* PROMPT: Your task is to repeat each record verbatim, exactly as it was written.

::: INFORMATION

//! In-process binding: calls the service directly through the panic boundary. Streams run as
//! their own task and are handed over through an unbounded channel plus a one-shot status.

use std::future::Future;
use std::sync::Arc;
use std::time::Duration;

use async_trait::async_trait;
use tokio::sync::oneshot;

use super::registry::{DialFuture, Dialer};
use super::{GateConnImpl, QueryStream};
use crate::error::{GateError, GateResult};
use crate::identity::RequestContext;
use crate::proto::{
    BatchQueryShard, EntityIdsQuery, KeyRangeQuery, KeyspaceIdBatchQuery, KeyspaceIdQuery, Method, ProtocolVersion,
    Query, QueryResponse, QueryResultList, QueryShard, SplitQueryRequest, SplitQueryResult, SrvKeyspace, StreamKind,
};
use crate::server::{guarded, GateService, StreamSink};
use crate::session::Session;

pub struct MemConn {
    service: Arc<dyn GateService>,
}

impl MemConn {
    pub fn new(service: Arc<dyn GateService>) -> Self { Self { service } }
}

/// Dialer that ignores address and timeout and connects straight to `service`.
pub fn dialer(service: Arc<dyn GateService>) -> Dialer {
    Arc::new(move |_address: String, _timeout: Duration| {
        let service = service.clone();
        Box::pin(async move { Ok::<_, GateError>(Arc::new(MemConn::new(service)) as Arc<dyn GateConnImpl>) }) as DialFuture
    })
}

fn spawn_stream<F, Fut>(method: Method, ctx: &RequestContext, run: F) -> QueryStream
where
    F: FnOnce(RequestContext, StreamSink) -> Fut,
    Fut: Future<Output = GateResult<()>> + Send + 'static,
{
    let (sink, rx) = StreamSink::channel();
    let (status_tx, status_rx) = oneshot::channel();
    let ctx = ctx.clone();
    let fut = run(ctx.clone(), sink);
    tokio::spawn(async move {
        let status = guarded(method, &ctx, fut).await;
        let _ = status_tx.send(status);
    });
    QueryStream::new(rx, status_rx)
}

#[async_trait]
impl GateConnImpl for MemConn {
    async fn execute(&self, ctx: &RequestContext, req: Query) -> GateResult<QueryResponse> {
        guarded(Method::Execute, ctx, self.service.execute(ctx, req)).await
    }

    async fn execute_shard(&self, ctx: &RequestContext, req: QueryShard) -> GateResult<QueryResponse> {
        guarded(Method::ExecuteShard, ctx, self.service.execute_shard(ctx, req)).await
    }

    async fn execute_keyspace_ids(&self, ctx: &RequestContext, req: KeyspaceIdQuery) -> GateResult<QueryResponse> {
        guarded(Method::ExecuteKeyspaceIds, ctx, self.service.execute_keyspace_ids(ctx, req)).await
    }

    async fn execute_key_ranges(&self, ctx: &RequestContext, req: KeyRangeQuery) -> GateResult<QueryResponse> {
        guarded(Method::ExecuteKeyRanges, ctx, self.service.execute_key_ranges(ctx, req)).await
    }

    async fn execute_entity_ids(&self, ctx: &RequestContext, req: EntityIdsQuery) -> GateResult<QueryResponse> {
        guarded(Method::ExecuteEntityIds, ctx, self.service.execute_entity_ids(ctx, req)).await
    }

    async fn execute_batch_shard(&self, ctx: &RequestContext, req: BatchQueryShard) -> GateResult<QueryResultList> {
        guarded(Method::ExecuteBatchShard, ctx, self.service.execute_batch_shard(ctx, req)).await
    }

    async fn execute_batch_keyspace_ids(&self, ctx: &RequestContext, req: KeyspaceIdBatchQuery) -> GateResult<QueryResultList> {
        guarded(Method::ExecuteBatchKeyspaceIds, ctx, self.service.execute_batch_keyspace_ids(ctx, req)).await
    }

    async fn stream_execute(&self, ctx: &RequestContext, version: ProtocolVersion, req: Query) -> GateResult<QueryStream> {
        let service = self.service.clone();
        Ok(spawn_stream(StreamKind::Execute.method(version), ctx, move |ctx, sink| async move {
            service.stream_execute(&ctx, req, sink).await
        }))
    }

    async fn stream_execute_shard(&self, ctx: &RequestContext, version: ProtocolVersion, req: QueryShard) -> GateResult<QueryStream> {
        let service = self.service.clone();
        Ok(spawn_stream(StreamKind::Shard.method(version), ctx, move |ctx, sink| async move {
            service.stream_execute_shard(&ctx, req, sink).await
        }))
    }

    async fn stream_execute_key_ranges(&self, ctx: &RequestContext, version: ProtocolVersion, req: KeyRangeQuery) -> GateResult<QueryStream> {
        let service = self.service.clone();
        Ok(spawn_stream(StreamKind::KeyRanges.method(version), ctx, move |ctx, sink| async move {
            service.stream_execute_key_ranges(&ctx, req, sink).await
        }))
    }

    async fn stream_execute_keyspace_ids(&self, ctx: &RequestContext, version: ProtocolVersion, req: KeyspaceIdQuery) -> GateResult<QueryStream> {
        let service = self.service.clone();
        Ok(spawn_stream(StreamKind::KeyspaceIds.method(version), ctx, move |ctx, sink| async move {
            service.stream_execute_keyspace_ids(&ctx, req, sink).await
        }))
    }

    async fn begin(&self, ctx: &RequestContext, version: ProtocolVersion) -> GateResult<Session> {
        guarded(Method::begin(version), ctx, self.service.begin(ctx)).await
    }

    async fn commit(&self, ctx: &RequestContext, version: ProtocolVersion, session: Session) -> GateResult<()> {
        guarded(Method::commit(version), ctx, self.service.commit(ctx, session)).await
    }

    async fn rollback(&self, ctx: &RequestContext, version: ProtocolVersion, session: Session) -> GateResult<()> {
        guarded(Method::rollback(version), ctx, self.service.rollback(ctx, session)).await
    }

    async fn split_query(&self, ctx: &RequestContext, req: SplitQueryRequest) -> GateResult<SplitQueryResult> {
        guarded(Method::SplitQuery, ctx, self.service.split_query(ctx, req)).await
    }

    async fn get_srv_keyspace(&self, ctx: &RequestContext, keyspace: &str) -> GateResult<SrvKeyspace> {
        guarded(Method::GetSrvKeyspace, ctx, self.service.get_srv_keyspace(ctx, keyspace.to_string())).await
    }
}

#[cfg(test)]
mod tests {
    use super::*;
    use crate::fixtures::{FixtureRegistry, REQUEST1};
    use crate::server::{FaultMode, ReferenceServer};

    #[tokio::test]
    async fn stream_panic_reaches_terminal_status() {
        let server = Arc::new(ReferenceServer::new(Arc::new(FixtureRegistry::canonical())));
        server.set_fault_mode(FaultMode::InjectedFault);
        let conn = MemConn::new(server.clone());
        let ctx = RequestContext::new();
        let req = server.fixtures().lookup(REQUEST1).unwrap().query.clone();
        let stream = conn.stream_execute(&ctx, ProtocolVersion::V2, req).await.unwrap();
        let (parts, status) = stream.collect_all().await;
        assert!(parts.is_empty());
        let msg = status.unwrap_err().to_string();
        assert!(msg.contains("test forced panic") && msg.contains("uncaught panic"));
    }
}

::::::

* RESPONSE:
//! In-process binding: calls the service directly through the panic boundary. Streams run as
//! their own task and are handed over through an unbounded channel plus a one-shot status.

use std::future::Future;
use std::sync::Arc;
use std::time::Duration;

use async_trait::async_trait;
use tokio::sync::oneshot;

use super::registry::{DialFuture, Dialer};
use super::{GateConnImpl, QueryStream};
use crate::error::{GateError, GateResult};
use crate::identity::RequestContext;
use crate::proto::{
    BatchQueryShard, EntityIdsQuery, KeyRangeQuery, KeyspaceIdBatchQuery, KeyspaceIdQuery, Method, ProtocolVersion,
    Query, QueryResponse, QueryResultList, QueryShard, SplitQueryRequest, SplitQueryResult, SrvKeyspace, StreamKind,
};
use crate::server::{guarded, GateService, StreamSink};
use crate::session::Session;

pub struct MemConn {
    service: Arc<dyn GateService>,
}

impl MemConn {
    pub fn new(service: Arc<dyn GateService>) -> Self { Self { service } }
}

/// Dialer that ignores address and timeout and connects straight to `service`.
pub fn dialer(service: Arc<dyn GateService>) -> Dialer {
    Arc::new(move |_address: String, _timeout: Duration| {
        let service = service.clone();
        Box::pin(async move { Ok::<_, GateError>(Arc::new(MemConn::new(service)) as Arc<dyn GateConnImpl>) }) as DialFuture
    })
}

fn spawn_stream<F, Fut>(method: Method, ctx: &RequestContext, run: F) -> QueryStream
where
    F: FnOnce(RequestContext, StreamSink) -> Fut,
    Fut: Future<Output = GateResult<()>> + Send + 'static,
{
    let (sink, rx) = StreamSink::channel();
    let (status_tx, status_rx) = oneshot::channel();
    let ctx = ctx.clone();
    let fut = run(ctx.clone(), sink);
    tokio::spawn(async move {
        let status = guarded(method, &ctx, fut).await;
        let _ = status_tx.send(status);
    });
    QueryStream::new(rx, status_rx)
}

#[async_trait]
impl GateConnImpl for MemConn {
    async fn execute(&self, ctx: &RequestContext, req: Query) -> GateResult<QueryResponse> {
        guarded(Method::Execute, ctx, self.service.execute(ctx, req)).await
    }

    async fn execute_shard(&self, ctx: &RequestContext, req: QueryShard) -> GateResult<QueryResponse> {
        guarded(Method::ExecuteShard, ctx, self.service.execute_shard(ctx, req)).await
    }

    async fn execute_keyspace_ids(&self, ctx: &RequestContext, req: KeyspaceIdQuery) -> GateResult<QueryResponse> {
        guarded(Method::ExecuteKeyspaceIds, ctx, self.service.execute_keyspace_ids(ctx, req)).await
    }

    async fn execute_key_ranges(&self, ctx: &RequestContext, req: KeyRangeQuery) -> GateResult<QueryResponse> {
        guarded(Method::ExecuteKeyRanges, ctx, self.service.execute_key_ranges(ctx, req)).await
    }

    async fn execute_entity_ids(&self, ctx: &RequestContext, req: EntityIdsQuery) -> GateResult<QueryResponse> {
        guarded(Method::ExecuteEntityIds, ctx, self.service.execute_entity_ids(ctx, req)).await
    }

    async fn execute_batch_shard(&self, ctx: &RequestContext, req: BatchQueryShard) -> GateResult<QueryResultList> {
        guarded(Method::ExecuteBatchShard, ctx, self.service.execute_batch_shard(ctx, req)).await
    }

    async fn execute_batch_keyspace_ids(&self, ctx: &RequestContext, req: KeyspaceIdBatchQuery) -> GateResult<QueryResultList> {
        guarded(Method::ExecuteBatchKeyspaceIds, ctx, self.service.execute_batch_keyspace_ids(ctx, req)).await
    }

    async fn stream_execute(&self, ctx: &RequestContext, version: ProtocolVersion, req: Query) -> GateResult<QueryStream> {
        let service = self.service.clone();
        Ok(spawn_stream(StreamKind::Execute.method(version), ctx, move |ctx, sink| async move {
            service.stream_execute(&ctx, req, sink).await
        }))
    }

    async fn stream_execute_shard(&self, ctx: &RequestContext, version: ProtocolVersion, req: QueryShard) -> GateResult<QueryStream> {
        let service = self.service.clone();
        Ok(spawn_stream(StreamKind::Shard.method(version), ctx, move |ctx, sink| async move {
            service.stream_execute_shard(&ctx, req, sink).await
        }))
    }

    async fn stream_execute_key_ranges(&self, ctx: &RequestContext, version: ProtocolVersion, req: KeyRangeQuery) -> GateResult<QueryStream> {
        let service = self.service.clone();
        Ok(spawn_stream(StreamKind::KeyRanges.method(version), ctx, move |ctx, sink| async move {
            service.stream_execute_key_ranges(&ctx, req, sink).await
        }))
    }

    async fn stream_execute_keyspace_ids(&self, ctx: &RequestContext, version: ProtocolVersion, req: KeyspaceIdQuery) -> GateResult<QueryStream> {
        let service = self.service.clone();
        Ok(spawn_stream(StreamKind::KeyspaceIds.method(version), ctx, move |ctx, sink| async move {
            service.stream_execute_keyspace_ids(&ctx, req, sink).await
        }))
    }

    async fn begin(&self, ctx: &RequestContext, version: ProtocolVersion) -> GateResult<Session> {
        guarded(Method::begin(version), ctx, self.service.begin(ctx)).await
    }

    async fn commit(&self, ctx: &RequestContext, version: ProtocolVersion, session: Session) -> GateResult<()> {
        guarded(Method::commit(version), ctx, self.service.commit(ctx, session)).await
    }

    async fn rollback(&self, ctx: &RequestContext, version: ProtocolVersion, session: Session) -> GateResult<()> {
        guarded(Method::rollback(version), ctx, self.service.rollback(ctx, session)).await
    }

    async fn split_query(&self, ctx: &RequestContext, req: SplitQueryRequest) -> GateResult<SplitQueryResult> {
        guarded(Method::SplitQuery, ctx, self.service.split_query(ctx, req)).await
    }

    async fn get_srv_keyspace(&self, ctx: &RequestContext, keyspace: &str) -> GateResult<SrvKeyspace> {
        guarded(Method::GetSrvKeyspace, ctx, self.service.get_srv_keyspace(ctx, keyspace.to_string())).await
    }
}

#[cfg(test)]
mod tests {
    use super::*;
    use crate::fixtures::{FixtureRegistry, REQUEST1};
    use crate::server::{FaultMode, ReferenceServer};

    #[tokio::test]
    async fn stream_panic_reaches_terminal_status() {
        let server = Arc::new(ReferenceServer::new(Arc::new(FixtureRegistry::canonical())));
        server.set_fault_mode(FaultMode::InjectedFault);
        let conn = MemConn::new(server.clone());
        let ctx = RequestContext::new();
        let req = server.fixtures().lookup(REQUEST1).unwrap().query.clone();
        let stream = conn.stream_execute(&ctx, ProtocolVersion::V2, req).await.unwrap();
        let (parts, status) = stream.collect_all().await;
        assert!(parts.is_empty());
        let msg = status.unwrap_err().to_string();
        assert!(msg.contains("test forced panic") && msg.contains("uncaught panic"));
    }
}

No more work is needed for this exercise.